A Distributed Algorithm to Achieve Transparent Coexistence for a Secondary Multi-Hop MIMO Network

The transparent coexistence (TC) paradigm allows simultaneous activation of the secondary users with the primary users as long as their interference to the primary users can be properly canceled. This paradigm has the potential to offer much more efficient spectrum sharing than the traditional interweave paradigm. In this paper, we design a distributed algorithm to achieve this paradigm for a secondary multi-hop network. For interference cancelation (IC), we employ MIMO at secondary nodes. We present a distributed iterative algorithm to maximize each secondary sessions throughput while meeting all IC requirements under TC. By maintaining two local sets for each node, we can keep track of the nodes IC responsibility. Although no explicit node ordering is maintained in our distributed algorithm, we prove that our distributed data structure at each node (with the use of two local sets) can be mapped to an explicit global node ordering for IC among all nodes in the network. This guarantees that each active nodes degree-of-freedoms allocated for IC is feasible at the physical layer. Our algorithm is iterative in nature and all steps can be accomplished based on local information exchange among the neighboring nodes. We present the simulation results to show that the performance of our distributed algorithm is highly competitive when compared with an upper bound solution from the corresponding centralized problem.

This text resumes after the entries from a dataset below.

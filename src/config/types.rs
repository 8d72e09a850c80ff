use serde::{Deserialize, Serialize};

/// Where the input files live. Relative paths resolve against the base dir.
#[derive(Debug, Clone, PartialEq, Eq, Serialize, Deserialize)]
#[serde(deny_unknown_fields)]
pub struct InputConfig {
    #[serde(default = "default_data_dir")]
    pub data_dir: String,
    #[serde(default = "default_products_file")]
    pub products_file: String,
    #[serde(default = "default_salesmen_file")]
    pub salesmen_file: String,
    /// Sales directory, relative to `data_dir`.
    #[serde(default = "default_sales_dir")]
    pub sales_dir: String,
    /// Only files with this extension are read as sales files.
    #[serde(default = "default_sales_extension")]
    pub sales_extension: String,
}

impl Default for InputConfig {
    fn default() -> Self {
        Self {
            data_dir: default_data_dir(),
            products_file: default_products_file(),
            salesmen_file: default_salesmen_file(),
            sales_dir: default_sales_dir(),
            sales_extension: default_sales_extension(),
        }
    }
}

fn default_data_dir() -> String { "data".to_string() }
fn default_products_file() -> String { "productos.txt".to_string() }
fn default_salesmen_file() -> String { "vendedores.txt".to_string() }
fn default_sales_dir() -> String { "ventas".to_string() }
fn default_sales_extension() -> String { "txt".to_string() }

#[derive(Debug, Clone, PartialEq, Eq, Serialize, Deserialize)]
#[serde(deny_unknown_fields)]
pub struct OutputConfig {
    #[serde(default = "default_output_dir")]
    pub output_dir: String,
    #[serde(default = "default_salesmen_report")]
    pub salesmen_report: String,
    #[serde(default = "default_products_report")]
    pub products_report: String,
}

impl Default for OutputConfig {
    fn default() -> Self {
        Self {
            output_dir: default_output_dir(),
            salesmen_report: default_salesmen_report(),
            products_report: default_products_report(),
        }
    }
}

fn default_output_dir() -> String { "output".to_string() }
fn default_salesmen_report() -> String { "reporte_vendedores.csv".to_string() }
fn default_products_report() -> String { "reporte_productos.csv".to_string() }

/// On-disk shape of `salesreport.toml`.
#[derive(Debug, Clone, Default, PartialEq, Eq, Serialize, Deserialize)]
#[serde(deny_unknown_fields)]
pub struct SalesReportToml {
    #[serde(default)]
    pub input: InputConfig,
    #[serde(default)]
    pub output: OutputConfig,
}
// src/error.rs
use std::fmt;
use std::path::PathBuf;
use thiserror::Error;

/// The kind of input record a line was expected to be.
#[derive(Debug, Clone, Copy, PartialEq, Eq)]
pub enum RecordKind {
    Product,
    Salesman,
    SalesHeader,
    SalesBody,
}

impl fmt::Display for RecordKind {
    fn fmt(&self, f: &mut fmt::Formatter<'_>) -> fmt::Result {
        let name = match self {
            Self::Product => "product",
            Self::Salesman => "salesman",
            Self::SalesHeader => "sales header",
            Self::SalesBody => "sales body",
        };
        f.write_str(name)
    }
}

/// The reference map a report row failed to resolve against.
#[derive(Debug, Clone, Copy, PartialEq, Eq)]
pub enum ReferenceKind {
    Product,
    Salesman,
}

impl fmt::Display for ReferenceKind {
    fn fmt(&self, f: &mut fmt::Formatter<'_>) -> fmt::Result {
        match self {
            Self::Product => f.write_str("product"),
            Self::Salesman => f.write_str("salesman"),
        }
    }
}

#[derive(Debug, Error)]
pub enum ReportError {
    #[error("Malformed {kind} record {line:?}: {reason}")]
    MalformedRecord {
        kind: RecordKind,
        line: String,
        reason: String,
    },

    #[error("No {kind} found for key {key:?}")]
    MissingReference { kind: ReferenceKind, key: String },

    #[error("{total} total for {key:?} overflowed")]
    Overflow { total: &'static str, key: String },

    #[error("I/O error: {source} (path: {path})")]
    Io {
        source: std::io::Error,
        path: PathBuf,
    },

    #[error("Invalid configuration: {0}")]
    Config(String),

    #[error("{path}:{row}: {source}")]
    AtLine {
        path: PathBuf,
        row: usize,
        #[source]
        source: Box<ReportError>,
    },
}

pub type Result<T> = std::result::Result<T, ReportError>;

impl ReportError {
    pub(crate) fn malformed(kind: RecordKind, line: &str, reason: impl Into<String>) -> Self {
        Self::MalformedRecord {
            kind,
            line: line.to_string(),
            reason: reason.into(),
        }
    }

    pub(crate) fn io(source: std::io::Error, path: impl Into<PathBuf>) -> Self {
        Self::Io {
            source,
            path: path.into(),
        }
    }

    /// Attaches the file and 1-based line number the error came from.
    #[must_use]
    pub fn at_line(self, path: impl Into<PathBuf>, row: usize) -> Self {
        Self::AtLine {
            path: path.into(),
            row,
            source: Box::new(self),
        }
    }

    /// Strips any location wrappers and returns the underlying error.
    #[must_use]
    pub fn root(&self) -> &ReportError {
        match self {
            Self::AtLine { source, .. } => source.root(),
            other => other,
        }
    }
}

// Allow `?` on std::io::Error by converting to ReportError::Io with unknown path.
impl From<std::io::Error> for ReportError {
    fn from(source: std::io::Error) -> Self {
        ReportError::Io {
            source,
            path: PathBuf::from("<unknown>"),
        }
    }
}

// Gracefully convert WalkDir errors
impl From<walkdir::Error> for ReportError {
    fn from(e: walkdir::Error) -> Self {
        let path = e
            .path()
            .map_or_else(|| PathBuf::from("<unknown>"), std::path::Path::to_path_buf);
        let source = e
            .into_io_error()
            .unwrap_or_else(|| std::io::Error::new(std::io::ErrorKind::Other, "directory walk failed"));
        ReportError::Io { source, path }
    }
}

An Online Admission Control Algorithm for Dynamic Traffic in Underlay Coexistence Paradigm

Underlay is an aggressive spectrum sharing paradigm that allows secondary nodes to be active simultaneously with the primary nodes through interference cancelation (IC). In this paper, we design an online admission control algorithm to handle dynamic session arrival and departure in the underlay coexistence paradigm for multi-hop primary and secondary networks. For IC, we employ multiple antennas at each secondary node. Through distributed computation and degree-of-freedom (DoF) allocation at each secondary node, our algorithm ensures that all interference to/from the multi-hop primary network and interference within the multi-hop secondary network are canceled properly so that data transport is free of interference in both multi-hop primary and secondary networks. Further, we show that the DoF allocation by our algorithm is feasible (implementable) at the physical layer at all time. Through extensive performance evaluation, we find that our online admission control algorithm can offer competitive performance when compared to an offline centralized algorithm.